Like a chef waiting for all kitchen stations to finish before serving—cutting too early means someone’s risotto is cold. So, no split until every resource (letter) is done.
🛠️ PseudoCode
- Build a
Map<Character, Integer>
for every character’s last index in the string. - Walk through the string: for each letter, extend the current partition’s right boundary as far as any new last index you see.
- When current index == farthest boundary, close the partition—everyone you care about is in.
- Java-flavored skeleton:
// Map last appearances for (int i = 0; i < S.length(); i++) { lastMap.put(S.charAt(i), i); } // Sweep int start = 0, end = 0; for (int i = 0; i < S.length(); i++) { end = Math.max(end, lastMap.get(S.charAt(i))); if (i == end) { res.add(end - start + 1); start = i + 1; } }
💻 The Code
import java.util.*;
public class PartitionLabels {
public List<Integer> partitionLabels(String S) {
Map<Character, Integer> lastMap = new HashMap<>();
for (int i = 0; i < S.length(); i++) {
lastMap.put(S.charAt(i), i);
}
List<Integer> res = new ArrayList<>();
int start = 0, end = 0;
for (int i = 0; i < S.length(); i++) {
end = Math.max(end, lastMap.get(S.charAt(i)));
if (i == end) {
res.add(end - start + 1);
start = i + 1;
}
}
return res;
}
}
⚠️ Pitfalls, Traps & Runtime Smacks
- Letters that show up once? They get their own cozy room.

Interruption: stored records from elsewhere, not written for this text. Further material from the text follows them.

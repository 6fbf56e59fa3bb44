//! Periodic business-event scheduler and notification fan-out for a
//! simulated economy.
//!
//! The simulation driver advances the day counter and calls
//! [`scheduler::Scheduler::on_day_advanced`] once per distinct day. The
//! scheduler decides which event categories are due, synthesizes payloads
//! from live market data and fans each one out to its subscribers.

pub mod clock;
pub mod config;
pub mod dispatch;
pub mod events;
pub mod failure;
pub mod logging;
pub mod market;
pub mod random;
pub mod scheduler;
pub mod state;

- If your string’s a jumble of repeated letters (or worse, everything’s the same), prepare for one giant, awkward party partition.
- Forgetting to map last indices upfront? Have fun debugging infinity loops.
- Time/space: Two quick O(n) passes and a map of letter counts (think 26 for lowercase, more for Unicode—a real treat!).
🧠 Interviewer Brain-Tattoo
“Patience is a partitioner’s best friend—split when the night is over, not when the first guest says goodbye.”